En el plano disciplinario, el partido estaba marcado por dos equipos propensos a la tensión en el tramo final. Fiorentina concentra el 25.30% de sus amarillas entre el minuto 76 y el 90, y un 66.67% de sus rojas también en ese tramo. Atalanta, por su parte, acumula el 23.33% de sus amarillas en ese mismo periodo y reparte sus expulsiones a partes iguales entre el 0-15 y el 76-90 (50.00% cada franja). No sorprende que el encuentro, aunque sin datos específicos de tarjetas, respirara esa sensación de riesgo latente en los minutos finales.
Duelo de élites: cazador contra escudo
El gran relato individual estaba, curiosamente, en el banquillo visitante. N. Krstović, máximo goleador de Atalanta en la temporada con 10 tantos y 5 asistencias, y G. Scamacca, también con 10 goles y 2 penaltis transformados, esperaban su momento entre los suplentes. Krstović, además, es uno de los grandes generadores de juego del equipo: 21 pases clave, 5 asistencias y 75 disparos totales (34 a puerta), con 266 duelos disputados y 117 ganados. Su perfil de “cazador” puro, capaz de fijar centrales y atacar el área, estaba diseñado para castigar a una Fiorentina que, en total, ha encajado 50 goles con una media de 1.3 por partido.
Frente a ellos, el “escudo” violeta se apoyaba en la lectura de Rugani y la agresividad de los laterales. La ausencia de L. Ranieri, uno de los mejores en duelos (191 disputados, 114 ganados) y con 13 bloqueos registrados, dejaba a Fiorentina sin un especialista en cortar centros laterales, precisamente una de las armas más recurrentes de Atalanta con Bellanova y Musah proyectados.
En la medular, el “motor” del partido se jugó en la fricción entre Mandragora y M. De Roon. Fiorentina necesitaba que su interior zurdo diera salida limpia a un equipo que, en total, ha fallado en anotar en 11 partidos y solo ha logrado 10 porterías a cero. Atalanta, en cambio, se apoyaba en De Roon y Pasalic para sostener una estructura que ha firmado 13 porterías a cero y solo 8 partidos sin marcar, síntoma de una estabilidad competitiva superior.
Pronóstico estadístico y lectura final
Si uno proyecta el partido únicamente desde los datos previos, el guion apuntaba a una ligera ventaja visitante.
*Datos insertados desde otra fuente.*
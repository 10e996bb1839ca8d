use anyhow::Result;
use clap::Parser;
use tracing_subscriber::{layer::SubscriberExt, util::SubscriberInitExt};

use reqdoc::cli::{self, Cli, Commands};

#[tokio::main]
async fn main() -> Result<()> {
    // Initialize tracing
    tracing_subscriber::registry()
        .with(
            tracing_subscriber::EnvFilter::try_from_default_env()
                .unwrap_or_else(|_| "reqdoc=info".into()),
        )
        .with(tracing_subscriber::fmt::layer())
        .init();

    let cli = Cli::parse();

    match cli.command {
        Commands::Init => cli::commands::init().await,
        Commands::Login { email } => cli::commands::login(&email).await,
        Commands::Register { username, email } => cli::commands::register(&username, &email).await,
        Commands::Logout => cli::commands::logout().await,
        Commands::Whoami => cli::commands::whoami().await,
        Commands::List { format } => cli::commands::list(format).await,
        Commands::Show { id } => cli::commands::show(&id).await,
        Commands::Create { title, description } => {
            cli::commands::create(&title, description.as_deref()).await
        }
        Commands::Invite { id, emails } => cli::commands::invite(&id, &emails).await,
        Commands::Participants { id } => cli::commands::participants(&id).await,
        Commands::Generate { id } => cli::commands::generate(&id).await,
        Commands::Export { id, output } => cli::commands::export(&id, output).await,
        Commands::Versions { id } => cli::commands::versions(&id).await,
        Commands::Doc { id, version } => cli::commands::doc(&id, version).await,
    }
}
//! reqdoc - Terminal client for the requirements document service
//!
//! This is the library interface for reqdoc, exposing the session store,
//! route guard and API client for programmatic use.

pub mod cli;
pub mod client;
pub mod config;
pub mod error;
pub mod router;
pub mod session;

pub use client::ApiClient;
pub use config::Config;
pub use error::Error;
pub use session::SessionStore;
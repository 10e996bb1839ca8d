//! CLI command implementations

use anyhow::{bail, Result};
use dialoguer::Password;
use indicatif::{ProgressBar, ProgressStyle};
use std::fs;
use std::sync::Arc;
use std::time::Duration;

use crate::cli::{
    error, info, print_participant_table, print_profile, print_requirement_detail,
    print_requirement_table, print_version_table, success, warn, OutputFormat,
};
use crate::client::ApiClient;
use crate::config::{self, Config};
use crate::router::{Router, DASHBOARD, LOGIN};
use crate::session::{FileTokenStorage, SessionStore};

/// Everything a command needs: config, shared session, router and client
struct App {
    session: SessionStore,
    router: Arc<Router>,
    client: ApiClient,
}

fn app() -> Result<App> {
    let config: Config = config::load_config()?;
    let storage = Arc::new(FileTokenStorage::new(&config.session.token_file));
    let session = SessionStore::new(storage)?;
    let router = Arc::new(Router::new(session.clone()));
    let client = ApiClient::new(&config.api, session.clone(), router.clone())?;

    Ok(App {
        session,
        router,
        client,
    })
}

/// Navigate to the command's route; commands on protected routes abort
/// here when the guard bounces an unauthenticated session to login
fn enter_route(app: &App, path: &str) -> Result<()> {
    let landed = app.router.navigate(path)?;
    if landed.path == LOGIN && path != LOGIN {
        bail!("Not logged in. Run 'reqdoc login --email <email>' first");
    }
    Ok(())
}

fn generation_spinner(message: &str) -> ProgressBar {
    let spinner = ProgressBar::new_spinner();
    spinner.set_style(
        ProgressStyle::with_template("{spinner} {msg}")
            .expect("Invalid spinner template - this is a bug in the codebase"),
    );
    spinner.set_message(message.to_string());
    spinner.enable_steady_tick(Duration::from_millis(100));
    spinner
}

/// Initialize a new reqdoc.toml configuration file
pub async fn init() -> Result<()> {
    let config_path = std::path::Path::new("reqdoc.toml");

    if config_path.exists() {
        warn("reqdoc.toml already exists");
        return Ok(());
    }

    fs::write(config_path, config::default_config_content())?;

    success("Created reqdoc.toml");
    info("Edit the configuration file and run 'reqdoc login --email <email>' to get started");

    Ok(())
}

/// Log in and persist the session token
pub async fn login(email: &str) -> Result<()> {
    let app = app()?;
    enter_route(&app, LOGIN)?;

    if app.session.is_authenticated() {
        // The guard bounced us to the dashboard; mirror that in the CLI
        warn("Already logged in. Run 'reqdoc logout' to switch accounts");
        return Ok(());
    }

    let password = Password::new().with_prompt("Password").interact()?;

    match app.client.login(email, &password).await {
        Ok(response) => {
            app.session.set_token(Some(response.access_token))?;
            let username = response.user.username.clone();
            app.session.set_user(Some(response.user));
            app.router.navigate(DASHBOARD)?;
            success(&format!("Logged in as {}", username));
            Ok(())
        }
        Err(e) => {
            error(&format!("Login failed: {}", e));
            Err(e.into())
        }
    }
}

/// Create a new account
pub async fn register(username: &str, email: &str) -> Result<()> {
    let app = app()?;
    enter_route(&app, "/register")?;

    let password = Password::new()
        .with_prompt("Password")
        .with_confirmation("Confirm password", "Passwords do not match")
        .interact()?;

    let message = app.client.register(username, email, &password).await?;
    success(&message);
    info("Log in with 'reqdoc login --email <email>'");
    Ok(())
}

/// Clear the stored session
pub async fn logout() -> Result<()> {
    let app = app()?;

    if !app.session.is_authenticated() {
        info("Not logged in");
        return Ok(());
    }

    app.session.logout()?;
    app.router.force(LOGIN)?;
    success("Logged out");
    Ok(())
}

/// Show the currently logged-in user
pub async fn whoami() -> Result<()> {
    let app = app()?;
    enter_route(&app, DASHBOARD)?;

    let user = app.client.profile().await?;
    app.session.set_user(Some(user.clone()));
    print_profile(&user);
    Ok(())
}

/// List requirements the user participates in
pub async fn list(format: OutputFormat) -> Result<()> {
    let app = app()?;
    enter_route(&app, DASHBOARD)?;

    let requirements = app.client.list_requirements().await?;

    match format {
        OutputFormat::Table => print_requirement_table(&requirements),
        OutputFormat::Json => println!("{}", serde_json::to_string_pretty(&requirements)?),
        OutputFormat::Yaml => println!("{}", serde_yaml::to_string(&requirements)?),
    }

    Ok(())
}

/// Show a single requirement
pub async fn show(id: &str) -> Result<()> {
    let app = app()?;
    enter_route(&app, &format!("/requirement/{id}"))?;

    let requirement = app.client.get_requirement(id).await?;
    print_requirement_detail(&requirement);
    Ok(())
}

/// Create a new requirement
pub async fn create(title: &str, description: Option<&str>) -> Result<()> {
    let app = app()?;
    enter_route(&app, DASHBOARD)?;

    let requirement = app.client.create_requirement(title, description).await?;
    success(&format!("Created requirement {}", requirement.id));
    Ok(())
}

/// Invite users to a requirement by email
pub async fn invite(id: &str, emails: &[String]) -> Result<()> {
    let app = app()?;
    enter_route(&app, &format!("/requirement/{id}"))?;

    // Resolve emails to user ids first; fail before inviting anyone
    let mut user_ids = Vec::with_capacity(emails.len());
    for email in emails {
        match app.client.user_by_email(email).await {
            Ok(user) => user_ids.push(user.id),
            Err(e) => {
                error(&format!("Could not resolve {}: {}", email, e));
                return Err(e.into());
            }
        }
    }

    let result = app.client.invite_members(id, &user_ids).await?;
    success(&result.message);
    for user in &result.invited_users {
        info(&format!("Invited {} <{}>", user.username, user.email));
    }
    Ok(())
}

/// List the participants of a requirement
pub async fn participants(id: &str) -> Result<()> {
    let app = app()?;
    enter_route(&app, &format!("/requirement/{id}"))?;

    let participants = app.client.get_participants(id).await?;
    print_participant_table(&participants);
    Ok(())
}

/// Generate a new document version
pub async fn generate(id: &str) -> Result<()> {
    let app = app()?;
    enter_route(&app, &format!("/requirement/{id}"))?;

    let spinner = generation_spinner("Generating document (this can take a while)...");
    let result = app.client.generate_document(id).await;
    spinner.finish_and_clear();

    match result {
        Ok(generated) => {
            success(&format!(
                "Generated document version {} ({} chars)",
                generated.version,
                generated.document.chars().count()
            ));
            Ok(())
        }
        Err(e) => {
            error(&format!("Generation failed: {}", e));
            Err(e.into())
        }
    }
}

/// Export the latest document as PDF
pub async fn export(id: &str, output: Option<std::path::PathBuf>) -> Result<()> {
    let app = app()?;
    enter_route(&app, &format!("/requirement/{id}"))?;

    let path = output.unwrap_or_else(|| std::path::PathBuf::from(format!("{id}.pdf")));
    let bytes = app.client.export_pdf(id).await?;
    fs::write(&path, &bytes)?;

    success(&format!(
        "Exported {} bytes to {}",
        bytes.len(),
        path.display()
    ));
    Ok(())
}

/// List generated document versions
pub async fn versions(id: &str) -> Result<()> {
    let app = app()?;
    enter_route(&app, &format!("/requirement/{id}"))?;

    let versions = app.client.list_document_versions(id).await?;
    print_version_table(&versions);
    Ok(())
}

/// Print a specific document version
pub async fn doc(id: &str, version: u32) -> Result<()> {
    let app = app()?;
    enter_route(&app, &format!("/requirement/{id}"))?;

    let document = app.client.get_document_version(id, version).await?;
    println!("{}", document.content);
    Ok(())
}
Atalanta llegaba con un promedio total de 1.3 goles a favor y solo 0.9 en contra, con un comportamiento como visitante de 1.4 anotados y 1.1 encajados. Fiorentina, en cambio, ofrecía en casa 1.1 goles marcados y 1.1 recibidos, muy cerca del equilibrio absoluto. En un escenario hipotético de xG, el modelo habría anticipado un Atalanta generando más volumen y calidad de ocasiones, frente a una Fiorentina más dependiente de la eficacia puntual de Gudmundsson y las llegadas desde segunda línea de Fabbian o Brescianini.
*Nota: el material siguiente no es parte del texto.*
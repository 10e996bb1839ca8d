//! Authenticated API client
//!
//! All outbound calls go through one dispatch path: request interceptors
//! run before the wire, response interceptors run before the caller sees
//! the result. Nothing bypasses the pipeline.

mod http;
mod interceptor;
mod models;
mod requirements;
mod users;

pub use http::ApiClient;
pub use interceptor::{
    BearerAuth, CacheBust, RequestId, RequestInterceptor, ResponseInterceptor,
    UnauthorizedRedirect,
};
pub use models::{
    DocumentVersion, GeneratedDocument, InviteResult, LoginResponse, Participant, Requirement,
    RequirementStatus,
};
//! Requirement and document operations

use crate::client::models::{
    DocumentVersion, GeneratedDocument, InviteResult, Participant, Requirement,
};
use crate::client::ApiClient;
use crate::error::Result;
use serde::Deserialize;
use serde_json::json;
use tracing::info;

#[derive(Debug, Deserialize)]
struct RequirementList {
    requirements: Vec<Requirement>,
}

#[derive(Debug, Deserialize)]
struct RequirementEnvelope {
    requirement: Requirement,
}

#[derive(Debug, Deserialize)]
struct ParticipantList {
    participants: Vec<Participant>,
}

#[derive(Debug, Deserialize)]
struct DocumentList {
    documents: Vec<DocumentVersion>,
}

#[derive(Debug, Deserialize)]
struct DocumentEnvelope {
    document: DocumentVersion,
}

impl ApiClient {
    /// All requirements the current user participates in
    pub async fn list_requirements(&self) -> Result<Vec<Requirement>> {
        let response = self.get("/requirements/list").await?;
        let list: RequirementList = response.json().await?;
        Ok(list.requirements)
    }

    /// A single requirement by id
    pub async fn get_requirement(&self, requirement_id: &str) -> Result<Requirement> {
        let response = self.get(&format!("/requirements/{requirement_id}")).await?;
        let envelope: RequirementEnvelope = response.json().await?;
        Ok(envelope.requirement)
    }

    /// Create a requirement; the creator becomes its owner
    pub async fn create_requirement(
        &self,
        title: &str,
        description: Option<&str>,
    ) -> Result<Requirement> {
        let body = json!({ "title": title, "description": description });
        let response = self.post_json("/requirements/create", &body).await?;
        let envelope: RequirementEnvelope = response.json().await?;
        Ok(envelope.requirement)
    }

    /// Invite users onto a requirement; only the creator may invite.
    /// Unknown ids and existing members are skipped server-side.
    pub async fn invite_members(
        &self,
        requirement_id: &str,
        user_ids: &[i64],
    ) -> Result<InviteResult> {
        let body = json!({ "user_ids": user_ids });
        let response = self
            .post_json(&format!("/requirements/{requirement_id}/invite"), &body)
            .await?;
        Ok(response.json().await?)
    }

    /// All users participating in a requirement, with their roles
    pub async fn get_participants(&self, requirement_id: &str) -> Result<Vec<Participant>> {
        let response = self
            .get(&format!("/requirements/{requirement_id}/participants"))
            .await?;
        let list: ParticipantList = response.json().await?;
        Ok(list.participants)
    }

    /// Generate a new document version from the requirement's contents.
    /// Long-running on the server side; bounded only by the client timeout.
    pub async fn generate_document(&self, requirement_id: &str) -> Result<GeneratedDocument> {
        info!(requirement_id, "generating document");
        let response = self
            .post_empty(&format!("/requirements/{requirement_id}/generate-document"))
            .await?;
        Ok(response.json().await?)
    }

    /// Export the latest document as PDF. The payload is an opaque byte
    /// stream; it is never parsed as text or JSON.
    pub async fn export_pdf(&self, requirement_id: &str) -> Result<Vec<u8>> {
        let response = self
            .get(&format!("/requirements/{requirement_id}/export-pdf"))
            .await?;
        Ok(response.bytes().await?.to_vec())
    }

    /// Version metadata for all generated documents of a requirement
    pub async fn list_document_versions(
        &self,
        requirement_id: &str,
    ) -> Result<Vec<DocumentVersion>> {
        let response = self
            .get(&format!("/requirements/{requirement_id}/documents"))
            .await?;
        let list: DocumentList = response.json().await?;
        Ok(list.documents)
    }

    /// A specific document version's content
    pub async fn get_document_version(
        &self,
        requirement_id: &str,
        version: u32,
    ) -> Result<DocumentVersion> {
        let response = self
            .get(&format!("/requirements/{requirement_id}/documents/{version}"))
            .await?;
        let envelope: DocumentEnvelope = response.json().await?;
        Ok(envelope.document)
    }
}
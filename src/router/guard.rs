//! Navigation guard
//!
//! Evaluated fresh on every navigation attempt; never cached.

use crate::router::routes::{RouteDescriptor, DASHBOARD, LOGIN};
use crate::session::SessionStore;

/// Outcome of a guard check
#[derive(Debug, Clone, Copy, PartialEq, Eq)]
pub enum GuardDecision {
    /// Proceed to the requested route
    Allow,
    /// Replace the navigation with the given path
    Redirect(&'static str),
}

/// Decide whether a navigation to `to` may proceed.
///
/// Protected routes require an authenticated session; an authenticated
/// user is kept away from the login form.
pub fn check(to: &RouteDescriptor, session: &SessionStore) -> GuardDecision {
    if to.requires_auth {
        if session.is_authenticated() {
            GuardDecision::Allow
        } else {
            GuardDecision::Redirect(LOGIN)
        }
    } else if to.path == LOGIN && session.is_authenticated() {
        GuardDecision::Redirect(DASHBOARD)
    } else {
        GuardDecision::Allow
    }
}

#[cfg(test)]
mod tests {
    use super::*;
    use crate::router::routes::match_route;
    use crate::session::MemoryTokenStorage;
    use std::sync::Arc;

    fn session(token: Option<&str>) -> SessionStore {
        let storage = match token {
            Some(t) => MemoryTokenStorage::with_token(t),
            None => MemoryTokenStorage::new(),
        };
        SessionStore::new(Arc::new(storage)).unwrap()
    }

    #[test]
    fn test_protected_route_unauthenticated_redirects_to_login() {
        let to = match_route(DASHBOARD).unwrap();
        assert_eq!(check(to, &session(None)), GuardDecision::Redirect(LOGIN));
    }

    #[test]
    fn test_protected_route_authenticated_allows() {
        let to = match_route(DASHBOARD).unwrap();
        assert_eq!(check(to, &session(Some("tok"))), GuardDecision::Allow);

        let detail = match_route("/requirement/42").unwrap();
        assert_eq!(check(detail, &session(Some("tok"))), GuardDecision::Allow);
    }

    #[test]
    fn test_login_while_authenticated_redirects_to_dashboard() {
        let to = match_route(LOGIN).unwrap();
        assert_eq!(
            check(to, &session(Some("tok"))),
            GuardDecision::Redirect(DASHBOARD)
        );
    }

    #[test]
    fn test_login_while_unauthenticated_allows() {
        let to = match_route(LOGIN).unwrap();
        assert_eq!(check(to, &session(None)), GuardDecision::Allow);
    }

    #[test]
    fn test_public_route_always_allows() {
        let to = match_route("/register").unwrap();
        assert_eq!(check(to, &session(None)), GuardDecision::Allow);
        assert_eq!(check(to, &session(Some("tok"))), GuardDecision::Allow);
    }
}
//! Core HTTP dispatch

use crate::client::interceptor::{
    BearerAuth, CacheBust, RequestId, RequestInterceptor, ResponseInterceptor,
    UnauthorizedRedirect,
};
use crate::config::ApiConfig;
use crate::error::{Error, Result};
use crate::router::Navigator;
use crate::session::SessionStore;
use reqwest::header::HeaderMap;
use reqwest::{RequestBuilder, Response, StatusCode};
use serde::{Deserialize, Serialize};
use std::sync::Arc;
use std::time::Duration;
use tracing::debug;

#[derive(Debug, Deserialize)]
struct ErrorBody {
    message: String,
}

/// HTTP client for the requirements document API.
///
/// Every request goes out relative to the configured base path with the
/// full interceptor pipeline applied; 401 handling happens here, before
/// the caller ever sees the response.
pub struct ApiClient {
    http: reqwest::Client,
    base_url: String,
    request_interceptors: Vec<Box<dyn RequestInterceptor>>,
    response_interceptors: Vec<Box<dyn ResponseInterceptor>>,
}

impl ApiClient {
    /// Build a client over the given session and forced-navigation handle
    pub fn new(
        config: &ApiConfig,
        session: SessionStore,
        navigator: Arc<dyn Navigator>,
    ) -> Result<Self> {
        let http = reqwest::Client::builder()
            .timeout(Duration::from_secs(config.timeout_secs))
            .build()?;

        Ok(Self {
            http,
            base_url: config.base_url.trim_end_matches('/').to_string(),
            request_interceptors: vec![
                Box::new(CacheBust),
                Box::new(RequestId),
                Box::new(BearerAuth::new(session.clone())),
            ],
            response_interceptors: vec![Box::new(UnauthorizedRedirect::new(session, navigator))],
        })
    }

    fn url(&self, path: &str) -> String {
        format!("{}{}", self.base_url, path)
    }

    /// GET through the pipeline, mapping non-success statuses to errors
    pub async fn get(&self, path: &str) -> Result<Response> {
        let response = self.dispatch(self.http.get(self.url(path))).await?;
        Self::check_status(response).await
    }

    /// POST a JSON body through the pipeline
    pub async fn post_json<B: Serialize>(&self, path: &str, body: &B) -> Result<Response> {
        let response = self
            .dispatch(self.http.post(self.url(path)).json(body))
            .await?;
        Self::check_status(response).await
    }

    /// POST with no body through the pipeline
    pub async fn post_empty(&self, path: &str) -> Result<Response> {
        let response = self.dispatch(self.http.post(self.url(path))).await?;
        Self::check_status(response).await
    }

    /// Run the interceptor pipeline around a single dispatch.
    ///
    /// Header injection completes before the request hits the wire; the
    /// response hooks complete before the result is returned. A rejected
    /// pre-dispatch hook fails the request without touching the session.
    async fn dispatch(&self, request: RequestBuilder) -> Result<Response> {
        let mut headers = HeaderMap::new();
        for hook in &self.request_interceptors {
            hook.before_dispatch(&mut headers)?;
        }

        let result = request.headers(headers).send().await;

        let status = match &result {
            Ok(response) => Some(response.status()),
            Err(e) => e.status(),
        };
        for hook in &self.response_interceptors {
            hook.after_dispatch(status);
        }

        let response = result?;
        if response.status() == StatusCode::UNAUTHORIZED {
            return Err(Error::Unauthorized);
        }
        Ok(response)
    }

    /// Map non-success statuses to `Error::Api`, using the backend's
    /// `{"message": ...}` envelope when one is present
    async fn check_status(response: Response) -> Result<Response> {
        let status = response.status();
        if status.is_success() {
            return Ok(response);
        }

        debug!(status = status.as_u16(), "request failed");
        let message = match response.json::<ErrorBody>().await {
            Ok(body) => body.message,
            Err(_) => status
                .canonical_reason()
                .unwrap_or("request failed")
                .to_string(),
        };
        Err(Error::Api {
            status: status.as_u16(),
            message,
        })
    }
}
Sin penaltis fallados por ninguno de los dos equipos en toda la campaña (Fiorentina convirtió sus 6 penas máximas, Atalanta las 3), cualquier decisión desde los once metros habría sido, en principio, sinónimo de gol. Pero el empate 1-1, sin necesidad de recurrir al punto de penal, refuerza la idea de un duelo en el que la solidez estructural de Atalanta se encontró con la resistencia emocional de una Fiorentina que, pese a una temporada irregular, supo cerrar el curso en el Franchi con una actuación competitiva y coherente con sus números: sufrida, contenida y, finalmente, equilibrada.